The cost of a new overcoat is beyond Akaky's meager salary, so he forces himself to live within a strict budget to save sufficient money to buy the new overcoat. Meanwhile, he and Petrovich frequently meet to discuss the style of the new coat. During that time, Akaky's zeal for copying is replaced with excitement about his new overcoat, to the point that he thinks of little else. Finally, with the addition of an unexpectedly large holiday salary bonus, Akaky has saved enough money to buy a new overcoat.
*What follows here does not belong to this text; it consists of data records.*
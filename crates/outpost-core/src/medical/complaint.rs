//! Static medical knowledge: complaints, their treatments, and medications.

use serde::{Deserialize, Serialize};

/// Every affliction the engine knows about.
#[derive(Debug, Clone, Copy, PartialEq, Eq, Hash, Serialize, Deserialize)]
pub enum ComplaintType {
    MinorBurns,
    Laceration,
    FoodPoisoning,
    PanicAttack,
    BrokenBone,
    Appendicitis,
    RupturedAppendix,
    RadiationSickness,
}

impl ComplaintType {
    /// All complaint types, in seriousness order.
    pub const ALL: [ComplaintType; 8] = [
        ComplaintType::MinorBurns,
        ComplaintType::Laceration,
        ComplaintType::FoodPoisoning,
        ComplaintType::PanicAttack,
        ComplaintType::BrokenBone,
        ComplaintType::RadiationSickness,
        ComplaintType::Appendicitis,
        ComplaintType::RupturedAppendix,
    ];

    /// The static descriptor for this complaint.
    pub fn descriptor(self) -> Complaint {
        match self {
            ComplaintType::MinorBurns => Complaint {
                kind: self,
                name: "Minor Burns",
                seriousness: 10,
                degrade_period: 0.0,
                next_phase: None,
                recovery_period: 200.0,
                requires_bed_rest: false,
                treatment: Some(Treatment {
                    name: "Dressing Change",
                    required_skill: 1,
                    self_admin: true,
                    duration: 30.0,
                    facility_level: 1,
                }),
            },
            ComplaintType::Laceration => Complaint {
                kind: self,
                name: "Laceration",
                seriousness: 15,
                degrade_period: 0.0,
                next_phase: None,
                recovery_period: 300.0,
                requires_bed_rest: false,
                treatment: Some(Treatment {
                    name: "Suturing",
                    required_skill: 1,
                    self_admin: true,
                    duration: 40.0,
                    facility_level: 1,
                }),
            },
            ComplaintType::FoodPoisoning => Complaint {
                kind: self,
                name: "Food Poisoning",
                seriousness: 20,
                degrade_period: 0.0,
                next_phase: None,
                recovery_period: 400.0,
                requires_bed_rest: true,
                treatment: Some(Treatment {
                    name: "Stomach Pumping",
                    required_skill: 1,
                    self_admin: true,
                    duration: 50.0,
                    facility_level: 1,
                }),
            },
            // Resolves on its own or through anxiety medication; there is no
            // station procedure for it.
            ComplaintType::PanicAttack => Complaint {
                kind: self,
                name: "Panic Attack",
                seriousness: 30,
                degrade_period: 0.0,
                next_phase: None,
                recovery_period: 200.0,
                requires_bed_rest: false,
                treatment: None,
            },
            ComplaintType::BrokenBone => Complaint {
                kind: self,
                name: "Broken Bone",
                seriousness: 40,
                degrade_period: 0.0,
                next_phase: None,
                recovery_period: 800.0,
                requires_bed_rest: true,
                treatment: Some(Treatment {
                    name: "Setting Bone",
                    required_skill: 2,
                    self_admin: false,
                    duration: 80.0,
                    facility_level: 2,
                }),
            },
            ComplaintType::Appendicitis => Complaint {
                kind: self,
                name: "Appendicitis",
                seriousness: 60,
                degrade_period: 1400.0,
                next_phase: Some(ComplaintType::RupturedAppendix),
                recovery_period: 500.0,
                requires_bed_rest: true,
                treatment: Some(Treatment {
                    name: "Appendectomy",
                    required_skill: 3,
                    self_admin: false,
                    duration: 120.0,
                    facility_level: 3,
                }),
            },
            // Fatal if the degrade window passes untreated.
            ComplaintType::RupturedAppendix => Complaint {
                kind: self,
                name: "Ruptured Appendix",
                seriousness: 100,
                degrade_period: 700.0,
                next_phase: None,
                recovery_period: 1000.0,
                requires_bed_rest: true,
                treatment: Some(Treatment {
                    name: "Emergency Surgery",
                    required_skill: 4,
                    self_admin: false,
                    duration: 180.0,
                    facility_level: 3,
                }),
            },
            // Managed with a radioprotective agent rather than a procedure.
            ComplaintType::RadiationSickness => Complaint {
                kind: self,
                name: "Radiation Sickness",
                seriousness: 50,
                degrade_period: 0.0,
                next_phase: None,
                recovery_period: 600.0,
                requires_bed_rest: false,
                treatment: None,
            },
        }
    }
}

/// Static descriptor for one complaint.
#[derive(Debug, Clone, Copy)]
pub struct Complaint {
    pub kind: ComplaintType,
    pub name: &'static str,
    /// 1–100; 100 is life-threatening.
    pub seriousness: u32,
    /// Millisols before an untreated problem worsens. 0 = stable.
    pub degrade_period: f64,
    /// What the problem worsens into. `None` with a nonzero degrade period
    /// means degradation is fatal.
    pub next_phase: Option<ComplaintType>,
    /// Millisols of recovery after treatment before the problem resolves.
    pub recovery_period: f64,
    /// Whether recovery time only accrues while resting in a medical bed.
    pub requires_bed_rest: bool,
    pub treatment: Option<Treatment>,
}

/// Per-complaint treatment requirements.
#[derive(Debug, Clone, Copy)]
pub struct Treatment {
    pub name: &'static str,
    /// Minimum medicine skill to administer at full effect.
    pub required_skill: u32,
    /// Whether the sufferer can administer this to themselves.
    pub self_admin: bool,
    /// Base duration in millisols, before skill adjustment.
    pub duration: f64,
    /// Minimum station facility level that supports this procedure.
    pub facility_level: u32,
}

/// Medication kinds a doctor can prescribe.
#[derive(Debug, Clone, Copy, PartialEq, Eq, Hash, Serialize, Deserialize)]
pub enum MedicationKind {
    Anxiety,
    Radioprotective,
}

impl MedicationKind {
    /// How long one dose stays effective, in millisols.
    pub fn effective_duration(self) -> f64 {
        use outpost_logic::constants::durations;
        match self {
            MedicationKind::Anxiety => durations::ANXIETY_MEDICATION,
            MedicationKind::Radioprotective => durations::RADIOPROTECTIVE_AGENT,
        }
    }
}

/// One administered dose working through a person's system.
#[derive(Debug, Clone, Copy, Serialize, Deserialize)]
pub struct Medication {
    pub kind: MedicationKind,
    pub remaining: f64,
}

impl Medication {
    pub fn new(kind: MedicationKind) -> Self {
        Self {
            kind,
            remaining: kind.effective_duration(),
        }
    }

    /// Decay one tick; returns false once spent.
    pub fn time_passing(&mut self, delta: f64) -> bool {
        self.remaining -= delta;
        self.remaining > 0.0
    }
}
Akaky and Petrovich go to the shops in St. Petersburg and pick the finest materials they can afford (marten fur was too expensive, so they use cat fur for the collar). The new coat is of impressively good quality and appearance and is the talk of Akaky's office on the day he arrives wearing it. His superior decides to host a party honoring the new overcoat, at which the habitually solitary Akaky is out of place; after the party, Akaky goes home, far later than he normally would. En route home, two ruffians confront him, take his coat, kick him down, and leave him in the snow.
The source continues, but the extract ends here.